__YOUR TASK__: For the string "derive", search the entries below and copy every line where it appears.
DATA RECORDS section start
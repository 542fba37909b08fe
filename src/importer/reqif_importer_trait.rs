// ==========================================
// 需求协调驾驶舱 - 需求导入 Trait
// ==========================================
// 职责: 定义主需求/供应商反馈导入接口（不包含实现）
// ==========================================

use crate::domain::import::ImportSummary;
use crate::importer::document_source::ImportSource;
use crate::importer::error::ImportResult;
use async_trait::async_trait;

// ==========================================
// RequirementImporter Trait
// ==========================================
// 实现者: ReqifImporter
#[async_trait]
pub trait RequirementImporter: Send + Sync {
    /// 导入主需求文档
    ///
    /// # 参数
    /// - project_id: 所属项目
    /// - source: 主需求文档（.reqif / .reqifz）
    ///
    /// # 返回
    /// - Ok(ImportSummary): created/updated/skipped/warnings；文档级失败时 errors 非空且未写库
    /// - Err: 文件不存在、存储失败（整批回滚）
    ///
    /// # 说明
    /// - 按解析后的标识 upsert，重复导入同一文档不产生新行
    /// - 属性包逐属性后写覆盖合并
    async fn import_master(&self, project_id: i64, source: ImportSource)
        -> ImportResult<ImportSummary>;

    /// 导入供应商反馈（可一次提交多个文件，并行解析、顺序写入）
    ///
    /// # 参数
    /// - project_id: 所属项目
    /// - iteration_id: 迭代业务标识（必须存在且未关闭）
    /// - supplier_id: 供应商（必须属于项目）
    /// - sources: 供应商文档
    ///
    /// # 返回
    /// - Ok(ImportSummary): matched/unmatched/warnings + orphans
    /// - Err: 迭代不存在/已关闭、供应商不存在、存储失败（整批回滚）
    async fn import_supplier_feedback(
        &self,
        project_id: i64,
        iteration_id: &str,
        supplier_id: i64,
        sources: Vec<ImportSource>,
    ) -> ImportResult<ImportSummary>;
}
// ==========================================
// 需求协调驾驶舱 - 状态映射引擎
// ==========================================
// 职责: 供应商原始状态 → 规范状态 + 置信度指示
// 红线: 纯函数，无副作用；同一输入与规则集永远得到同一结果
// ==========================================
// 解析顺序（命中即返回，顺序本身是契约）:
// 1. 供应商专属规则（精确，trim + 小写 + 空白折叠）
// 2. 全局规则（库内全局规则覆盖内置默认表）
// 3. 同义词包含匹配（Rejected → ClarificationNeeded → Accepted）
// 4. Unknown，matched = false
// ==========================================

use crate::domain::mapping_rule::{normalize_status_key, StatusMappingRule};
use crate::domain::types::{CanonicalStatus, HarmonizeStage};
use serde::{Deserialize, Serialize};
use std::collections::HashMap;

/// 内置默认映射表（精确匹配，键已规范化）
const DEFAULT_TABLE: &[(&str, CanonicalStatus)] = &[
    ("ok", CanonicalStatus::Accepted),
    ("accepted", CanonicalStatus::Accepted),
    ("agreed", CanonicalStatus::Accepted),
    ("compliant", CanonicalStatus::Accepted),
    ("confirmed", CanonicalStatus::Accepted),
    ("yes", CanonicalStatus::Accepted),
    ("needs clarification", CanonicalStatus::ClarificationNeeded),
    ("tobeclarified", CanonicalStatus::ClarificationNeeded),
    ("to be clarified", CanonicalStatus::ClarificationNeeded),
    ("unclear", CanonicalStatus::ClarificationNeeded),
    ("question", CanonicalStatus::ClarificationNeeded),
    ("pending", CanonicalStatus::ClarificationNeeded),
    ("not accepted", CanonicalStatus::Rejected),
    ("rejected", CanonicalStatus::Rejected),
    ("notagreed", CanonicalStatus::Rejected),
    ("not agreed", CanonicalStatus::Rejected),
    ("declined", CanonicalStatus::Rejected),
    ("no", CanonicalStatus::Rejected),
    ("nok", CanonicalStatus::Rejected),
];

/// 同义词组（自上而下评估；否定组优先，"nok"/"not ok" 不会被 "ok" 抢先命中）
const SYNONYM_GROUPS: &[(CanonicalStatus, &[&str])] = &[
    (
        CanonicalStatus::Rejected,
        &["reject", "not agreed", "not accept", "nok", "not ok", "declin", "disagree", "refus"],
    ),
    (
        CanonicalStatus::ClarificationNeeded,
        &["clarif", "tbc", "tbd", "question", "unclear", "pending"],
    ),
    (
        CanonicalStatus::Accepted,
        &["accept", "ok", "compliant", "comply", "agree", "confirm", "approved"],
    ),
];

// ==========================================
// Harmonized - 映射结果
// ==========================================
#[derive(Debug, Clone, Copy, PartialEq, Eq, Serialize, Deserialize)]
pub struct Harmonized {
    pub status: CanonicalStatus,
    /// false 表示未命中任何规则（status 为 Unknown）
    pub matched: bool,
    /// 命中阶段（置信度）
    pub stage: HarmonizeStage,
}

impl Harmonized {
    fn hit(status: CanonicalStatus, stage: HarmonizeStage) -> Self {
        Self {
            status,
            matched: true,
            stage,
        }
    }

    fn unmatched() -> Self {
        Self {
            status: CanonicalStatus::Unknown,
            matched: false,
            stage: HarmonizeStage::Unmatched,
        }
    }
}

// ==========================================
// RuleSet - 规则集快照
// ==========================================
#[derive(Debug, Clone, Default, PartialEq)]
pub struct RuleSet {
    supplier: HashMap<(i64, String), CanonicalStatus>,
    global: HashMap<String, CanonicalStatus>,
}

impl RuleSet {
    pub fn new() -> Self {
        Self::default()
    }

    /// 从库内规则构建
    pub fn from_rules(rules: &[StatusMappingRule]) -> Self {
        let mut set = Self::new();
        for rule in rules {
            set.insert(rule.supplier_id, &rule.raw_status, rule.canonical_status);
        }
        set
    }

    /// 添加规则（键内部规范化，后写覆盖）
    pub fn insert(&mut self, supplier_id: Option<i64>, raw_status: &str, status: CanonicalStatus) {
        let key = normalize_status_key(raw_status);
        match supplier_id {
            Some(id) => {
                self.supplier.insert((id, key), status);
            }
            None => {
                self.global.insert(key, status);
            }
        }
    }

    pub fn len(&self) -> usize {
        self.supplier.len() + self.global.len()
    }

    pub fn is_empty(&self) -> bool {
        self.len() == 0
    }
}

// ==========================================
// StatusHarmonizer - 状态映射引擎
// ==========================================
#[derive(Debug, Clone, Default)]
pub struct StatusHarmonizer {
    rules: RuleSet,
}

impl StatusHarmonizer {
    pub fn new(rules: RuleSet) -> Self {
        Self { rules }
    }

    pub fn rules(&self) -> &RuleSet {
        &self.rules
    }

    /// 映射原始状态
    ///
    /// # 参数
    /// - raw_status: 供应商原始状态（空白视为无状态 → Unknown）
    /// - supplier_id: 供应商（None 时跳过专属规则）
    ///
    /// # 返回
    /// Harmonized { status, matched, stage }
    pub fn normalize(&self, raw_status: &str, supplier_id: Option<i64>) -> Harmonized {
        let key = normalize_status_key(raw_status);
        if key.is_empty() {
            return Harmonized::unmatched();
        }

        // === 步骤 1: 供应商专属规则 ===
        if let Some(id) = supplier_id {
            if let Some(&status) = self.rules.supplier.get(&(id, key.clone())) {
                return Harmonized::hit(status, HarmonizeStage::SupplierRule);
            }
        }

        // === 步骤 2: 全局规则（库内优先，其次内置默认表） ===
        if let Some(&status) = self.rules.global.get(&key) {
            return Harmonized::hit(status, HarmonizeStage::GlobalRule);
        }
        if let Some(&(_, status)) = DEFAULT_TABLE.iter().find(|(raw, _)| *raw == key) {
            return Harmonized::hit(status, HarmonizeStage::DefaultTable);
        }

        // === 步骤 3: 同义词包含匹配 ===
        for (status, synonyms) in SYNONYM_GROUPS {
            if synonyms.iter().any(|s| key.contains(s)) {
                return Harmonized::hit(*status, HarmonizeStage::FuzzySynonym);
            }
        }

        // === 步骤 4: 未命中 ===
        Harmonized::unmatched()
    }
}

#[cfg(test)]
mod tests {
    use super::*;

    fn harmonizer() -> StatusHarmonizer {
        let mut rules = RuleSet::new();
        rules.insert(Some(7), "Geht", CanonicalStatus::Accepted);
        rules.insert(Some(7), "OK", CanonicalStatus::ClarificationNeeded);
        rules.insert(None, "in work", CanonicalStatus::ClarificationNeeded);
        rules.insert(None, "yes", CanonicalStatus::Rejected);
        StatusHarmonizer::new(rules)
    }

    #[test]
    fn test_supplier_rule_wins() {
        let h = harmonizer();
        let r = h.normalize("  ok ", Some(7));
        assert_eq!(r.status, CanonicalStatus::ClarificationNeeded);
        assert_eq!(r.stage, HarmonizeStage::SupplierRule);

        // 其他供应商不受影响
        let r = h.normalize("OK", Some(8));
        assert_eq!(r.status, CanonicalStatus::Accepted);
        assert_eq!(r.stage, HarmonizeStage::DefaultTable);
    }

    #[test]
    fn test_stored_global_rule_overrides_default_table() {
        let h = harmonizer();
        let r = h.normalize("YES", None);
        assert_eq!(r.status, CanonicalStatus::Rejected);
        assert_eq!(r.stage, HarmonizeStage::GlobalRule);

        assert_eq!(
            h.normalize("In   Work", Some(9)).status,
            CanonicalStatus::ClarificationNeeded
        );
    }

    #[test]
    fn test_default_table() {
        let h = StatusHarmonizer::default();
        assert_eq!(h.normalize("ToBeClarified", None).status, CanonicalStatus::ClarificationNeeded);
        assert_eq!(h.normalize("Not Accepted", None).status, CanonicalStatus::Rejected);
        assert_eq!(h.normalize("NOK", None).stage, HarmonizeStage::DefaultTable);
    }

    #[test]
    fn test_fuzzy_groups_are_ordered() {
        let h = StatusHarmonizer::default();
        let r = h.normalize("Not OK - see comment", None);
        assert_eq!(r.status, CanonicalStatus::Rejected);
        assert_eq!(r.stage, HarmonizeStage::FuzzySynonym);

        assert_eq!(h.normalize("Accepted with remarks", None).status, CanonicalStatus::Accepted);
        assert_eq!(h.normalize("TBD by OEM", None).status, CanonicalStatus::ClarificationNeeded);
        assert_eq!(h.normalize("partially compliant", None).status, CanonicalStatus::Accepted);
        assert_eq!(h.normalize("disagree", None).status, CanonicalStatus::Rejected);
    }

    #[test]
    fn test_unmapped_and_blank() {
        let h = StatusHarmonizer::default();
        let r = h.normalize("Vielleicht", Some(1));
        assert_eq!(r, Harmonized::unmatched());
        assert!(!r.matched);

        assert_eq!(h.normalize("   ", None).status, CanonicalStatus::Unknown);
    }

    #[test]
    fn test_deterministic() {
        let h = harmonizer();
        for raw in ["OK", "geht", "tbc?", "???", "Rejected"] {
            assert_eq!(h.normalize(raw, Some(7)), h.normalize(raw, Some(7)));
        }
    }
}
DATA RECORDS section end
__THE COMPLETED TASK__:
#[derive(Debug, Clone, Copy, PartialEq, Eq, Serialize, Deserialize)]
#[derive(Debug, Clone, Default, PartialEq)]
#[derive(Debug, Clone, Default)]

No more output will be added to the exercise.